Toronto police have yet to implement any of the 151 recommendations from the Missing and Missed report that was handed down more than a year ago.
In a presentation scheduled to be made before the Toronto Police Services Board on Monday, Chief James Ramer says 60 recommendations are “in-progress” while the remaining 91 have been assessed but “work to complete them has not yet started.”
“The Missing and Missed Report did not suggest that any recommendations needed to be implemented by the one-year anniversary,” Ramer says in the report to the Board. “However, there was a requirement for the Implementation Plan, including established goals, timelines, and outcomes, to be posted to the Service’s website by December 31, 2021; this has been achieved. At the same time, work to implement some of the recommendations has begun.”
Monday’s update is expected to include details of the work of the Missing and Missed Implementation Team (MMIT), which is comprised of both community and police representatives. To date, four working groups have been established to ensure community members are engaged in the implementation of the identified recommendations.

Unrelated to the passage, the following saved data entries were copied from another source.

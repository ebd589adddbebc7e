//! teamreg - competition team registration service

use anyhow::Result;
use clap::{Parser, Subcommand};

mod commands;
mod tracing_setup;

use commands::{MigrateArgs, ServeArgs};
use tracing_setup::TracingConfig;

#[derive(Parser, Debug)]
#[command(
    name = "teamreg",
    author,
    version,
    about = "Competition team registration service",
    long_about = "Accepts team registrations over HTTP and stores each team with its \
                  members in a single database transaction."
)]
struct Cli {
    /// Enable debug logging (RUST_LOG takes precedence)
    #[arg(long, global = true)]
    debug: bool,

    #[command(subcommand)]
    command: Commands,
}

#[derive(Subcommand, Debug)]
enum Commands {
    /// Run the HTTP registration service
    Serve(ServeArgs),
    /// Create the database schema if it does not exist
    Migrate(MigrateArgs),
}

#[tokio::main]
async fn main() -> Result<()> {
    // A missing .env file is fine; real environment variables still apply.
    dotenvy::dotenv().ok();

    let cli = Cli::parse();
    tracing_setup::init(&TracingConfig { debug: cli.debug })?;

    match cli.command {
        Commands::Serve(args) => commands::run_serve(args).await?,
        Commands::Migrate(args) => commands::run_migrate(args).await?,
    }
    Ok(())
}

RELATED: Report finds ‘serious flaws’ in how Toronto police investigated missing-persons cases
On April 13, 2021, the Missing and Missed report – an independent review into how missing persons cases were handled by police – found that systemic discrimination contributed to “serious flaws” in a number of investigations conducted by Toronto police in recent years, including the case of serial killer Bruce McArthur who preyed on men in the city’s gay village for close to a decade.
The report made 151 recommendations aimed at overhauling how missing-persons cases are handled, calling for a more “holistic approach” to these types of investigations that would see greater reliance on civilians and social services rather than just law enforcement.
At the time, Ramer said the force was “committed” to the recommendations noting that the work needed to implement the report would be “ongoing and dynamic.”
Ramer is also expected to update the Board on hate crime statistics for 2021, which shows a 22 per cent increase in hate-motivated occurrences reported in 2020. The Jewish community, followed by the Black community, the East and Southeast Asian communities, and the Lesbian, Gay, Bisexual, Transgender, Queer and Two-Spirit (LGBTQ2S+) community were the most frequently victimized groups.